Chinese “boy band” Acrush divulged a big secret at a “Husband Exhibition,” part of a series held in February of music events held by tech giant Tencent, which featured all of the artists girls fantasize about.
But this year, the event featured a major twist.
The super popular band Acrush revealed they are not boys. Lu Keran, An Junxi, Peng Xichen, Min Junqian and Lin Fan are five non-gender conforming individuals, all of whom were born female.
Acrush’s manager introduces band members not by he or she, but as "meishaonian,” meaning handsome youth.
This news officially makes Acrush China’s most popular androgynous band. They have amassed 900,000 followers on Weibo, the equivalent of Twitter in China. Katy Perry, in comparison, has 1 million.
The band was put together about a year ago by Zhou Xiaobai, Acrush’s 28-year-old manager. Zhou had been looking to put together a unisex pop group after pop star Li Yuchun bravely paved the way a decade ago. Li won China’s “Super Girl” contest in 2005. Although the televised music competition is for females-only, Li brought a new look to the competition with her masculine attire and boyish style.

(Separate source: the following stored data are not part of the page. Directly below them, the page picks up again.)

//! In-process remote store.
//!
//! Behaves like a ByteStream server that validates offsets and only commits
//! an upload once it saw `finish_write` and a clean half-close. Everything
//! the proxy sends is recorded so tests can assert on the exact frames,
//! aborts, handshakes and metadata.

use std::collections::HashMap;
use std::sync::{Arc, Mutex, MutexGuard, PoisonError};
use std::time::Duration;

use bytes::{Bytes, BytesMut};
use tonic::metadata::MetadataMap;
use tonic::Status;
use xcelerate_protocol::bytestream::WriteRequest;

use super::{ChunkSink, ChunkSource, RemoteError, RemoteStore};
use crate::headers::OutgoingHeaders;
use crate::interceptor::CallContext;
use crate::stream::MAX_CHUNK_SIZE;

/// Offset, size and flags of one received `WriteRequest`.
#[derive(Debug, Clone, PartialEq, Eq)]
pub struct RecordedFrame {
    pub resource_name: String,
    pub write_offset: i64,
    pub len: usize,
    pub finish_write: bool,
}

/// How a write stream ended.
#[derive(Debug, Clone, Copy, PartialEq, Eq)]
pub enum StreamEnd {
    Open,
    Closed,
    Aborted,
}

/// One write stream as seen by the store.
#[derive(Debug, Clone)]
pub struct RecordedStream {
    pub resource_name: String,
    pub frames: Vec<RecordedFrame>,
    pub end: StreamEnd,
}

type WriteHook = Arc<dyn Fn(&WriteRequest) + Send + Sync>;

#[derive(Default)]
struct Inner {
    blobs: HashMap<String, Bytes>,
    streams: Vec<RecordedStream>,
    reads: Vec<String>,
    call_headers: Vec<MetadataMap>,
    capability_headers: Vec<MetadataMap>,
    read_failure: Option<Status>,
    write_failure: Option<(usize, Status)>,
    capabilities_failure: Option<Status>,
    write_hook: Option<WriteHook>,
}

/// Shared in-memory store. Clones observe the same state.
#[derive(Clone, Default)]
pub struct MemoryRemote {
    inner: Arc<Mutex<Inner>>,
}

impl std::fmt::Debug for MemoryRemote {
    fn fmt(&self, f: &mut std::fmt::Formatter<'_>) -> std::fmt::Result {
        let inner = self.lock();
        f.debug_struct("MemoryRemote")
            .field("blobs", &inner.blobs.len())
            .field("streams", &inner.streams.len())
            .finish()
    }
}

impl MemoryRemote {
    pub fn new() -> Self {
        Self::default()
    }

    fn lock(&self) -> MutexGuard<'_, Inner> {
        self.inner.lock().unwrap_or_else(PoisonError::into_inner)
    }

    /// Store a blob directly, bypassing the write path.
    pub fn insert(&self, resource_name: impl Into<String>, blob: impl Into<Bytes>) {
        self.lock().blobs.insert(resource_name.into(), blob.into());
    }

    pub fn blob(&self, resource_name: &str) -> Option<Bytes> {
        self.lock().blobs.get(resource_name).cloned()
    }

    pub fn blob_count(&self) -> usize {
        self.lock().blobs.len()
    }

    /// Every write stream opened so far, in open order.
    pub fn streams(&self) -> Vec<RecordedStream> {
        self.lock().streams.clone()
    }

    /// Resource names of every read opened so far.
    pub fn reads(&self) -> Vec<String> {
        self.lock().reads.clone()
    }

    /// Metadata of every read and write call.
    pub fn call_headers(&self) -> Vec<MetadataMap> {
        self.lock().call_headers.clone()
    }

    pub fn capabilities_calls(&self) -> usize {
        self.lock().capability_headers.len()
    }

    pub fn capability_headers(&self) -> Vec<MetadataMap> {
        self.lock().capability_headers.clone()
    }

    /// Fail every following read with `status`.
    pub fn fail_reads(&self, status: Status) {
        self.lock().read_failure = Some(status);
    }

    /// Accept `frames` frames per stream, then fail the next send with `status`.
    pub fn fail_writes_after(&self, frames: usize, status: Status) {
        self.lock().write_failure = Some((frames, status));
    }

    pub fn fail_capabilities(&self, status: Status) {
        self.lock().capabilities_failure = Some(status);
    }

    pub fn clear_failures(&self) {
        let mut inner = self.lock();
        inner.read_failure = None;
        inner.write_failure = None;
        inner.capabilities_failure = None;
    }

    /// Run `hook` on every received frame, after it was recorded.
    pub fn on_write(&self, hook: impl Fn(&WriteRequest) + Send + Sync + 'static) {
        self.lock().write_hook = Some(Arc::new(hook));
    }

    fn finish_stream(&self, index: usize, end: StreamEnd) {
        if let Some(stream) = self.lock().streams.get_mut(index) {
            if stream.end == StreamEnd::Open {
                stream.end = end;
            }
        }
    }
}

#[tonic::async_trait]
impl RemoteStore for MemoryRemote {
    async fn open_read(
        &self,
        ctx: &CallContext,
        resource_name: &str,
    ) -> Result<Box<dyn ChunkSource>, RemoteError> {
        let mut inner = self.lock();
        inner.reads.push(resource_name.to_string());
        inner.call_headers.push(ctx.headers().metadata().clone());

        if let Some(status) = inner.read_failure.clone() {
            return Err(status.into());
        }
        let blob = inner
            .blobs
            .get(resource_name)
            .cloned()
            .ok_or_else(|| RemoteError::NotFound(resource_name.to_string()))?;

        Ok(Box::new(MemoryReadStream { remaining: blob }))
    }

    async fn open_write(
        &self,
        ctx: &CallContext,
        resource_name: &str,
    ) -> Result<Box<dyn ChunkSink>, RemoteError> {
        let mut inner = self.lock();
        inner.call_headers.push(ctx.headers().metadata().clone());
        inner.streams.push(RecordedStream {
            resource_name: resource_name.to_string(),
            frames: Vec::new(),
            end: StreamEnd::Open,
        });
        let index = inner.streams.len() - 1;

        Ok(Box::new(MemoryWriteStream {
            remote: self.clone(),
            index,
            resource_name: resource_name.to_string(),
            received: BytesMut::new(),
            finished: false,
            done: false,
        }))
    }

    async fn get_capabilities(
        &self,
        headers: &OutgoingHeaders,
        _timeout: Option<Duration>,
    ) -> Result<(), RemoteError> {
        let mut inner = self.lock();
        if let Some(status) = inner.capabilities_failure.clone() {
            return Err(status.into());
        }
        inner.capability_headers.push(headers.metadata().clone());
        Ok(())
    }
}

struct MemoryReadStream {
    remaining: Bytes,
}

#[tonic::async_trait]
impl ChunkSource for MemoryReadStream {
    async fn read_next_chunk(&mut self) -> Result<Option<Bytes>, RemoteError> {
        if self.remaining.is_empty() {
            return Ok(None);
        }
        let take = self.remaining.len().min(MAX_CHUNK_SIZE);
        Ok(Some(self.remaining.split_to(take)))
    }
}

struct MemoryWriteStream {
    remote: MemoryRemote,
    index: usize,
    resource_name: String,
    received: BytesMut,
    finished: bool,
    done: bool,
}

#[tonic::async_trait]
impl ChunkSink for MemoryWriteStream {
    async fn send_chunk(&mut self, frame: WriteRequest) -> Result<(), RemoteError> {
        let hook = {
            let mut inner = self.remote.lock();
            let failure = inner.write_failure.clone();
            let stream = &mut inner.streams[self.index];

            if let Some((limit, status)) = failure {
                if stream.frames.len() >= limit {
                    return Err(status.into());
                }
            }
            if self.finished {
                return Err(Status::invalid_argument("frame after finish_write").into());
            }
            if frame.resource_name != self.resource_name {
                return Err(Status::invalid_argument("resource name changed mid-stream").into());
            }
            if frame.write_offset != self.received.len() as i64 {
                return Err(Status::invalid_argument(format!(
                    "write_offset {} does not match committed size {}",
                    frame.write_offset,
                    self.received.len()
                ))
                .into());
            }

            stream.frames.push(RecordedFrame {
                resource_name: frame.resource_name.clone(),
                write_offset: frame.write_offset,
                len: frame.data.len(),
                finish_write: frame.finish_write,
            });
            inner.write_hook.clone()
        };

        self.received.extend_from_slice(&frame.data);
        self.finished = frame.finish_write;

        if let Some(hook) = hook {
            hook(&frame);
        }
        // A network send suspends here, which is where a dropped handler stops.
        tokio::task::yield_now().await;
        Ok(())
    }

    async fn close(mut self: Box<Self>) -> Result<i64, RemoteError> {
        self.done = true;
        if !self.finished {
            self.remote.finish_stream(self.index, StreamEnd::Aborted);
            return Err(Status::failed_precondition("stream closed without finish_write").into());
        }

        let committed = self.received.len() as i64;
        let blob = std::mem::take(&mut self.received).freeze();
        self.remote.insert(self.resource_name.clone(), blob);
        self.remote.finish_stream(self.index, StreamEnd::Closed);
        Ok(committed)
    }

    fn abort(mut self: Box<Self>) {
        self.done = true;
        self.remote.finish_stream(self.index, StreamEnd::Aborted);
    }
}

impl Drop for MemoryWriteStream {
    fn drop(&mut self) {
        // A stream dropped mid-upload looks like a broken connection.
        if !self.done {
            self.remote.finish_stream(self.index, StreamEnd::Aborted);
        }
    }
}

Li’s emergence may have encouraged more acceptability of non-conforming gender identities in China’s pop culture, yet many are still afraid to openly take the stage.
Zhou had been playing with the idea of putting together a band since Li became a national, and global, sensation years ago. Finally, last year Zhou narrowed down 10 initial candidates to Acrush’s five members.
Acrush’s members are fierce, but breaking the boundaries of conventional gender identities still has its hardships.
The band is still not allowed to discuss their sexual preferences. And, like most, if not all, mega-star pop groups in Asia, the group goes through rigorous training. For example, each member had to learn soccer to participate in the federation that sponsors the band. And their manager ensures each social media message they receive gets a response.
“I ask them to reply every WeChat and Weibo message,” Acrush manger Zhou Xiaobai told Quartz. “They need to show gratitude [to fans].”
Overall, Acrush has received 85% positive messages on social media, Quartz reports.
The band plans to release a music video at the end of April. Until then, we can all applaud Acrush for defying gender stereotypes.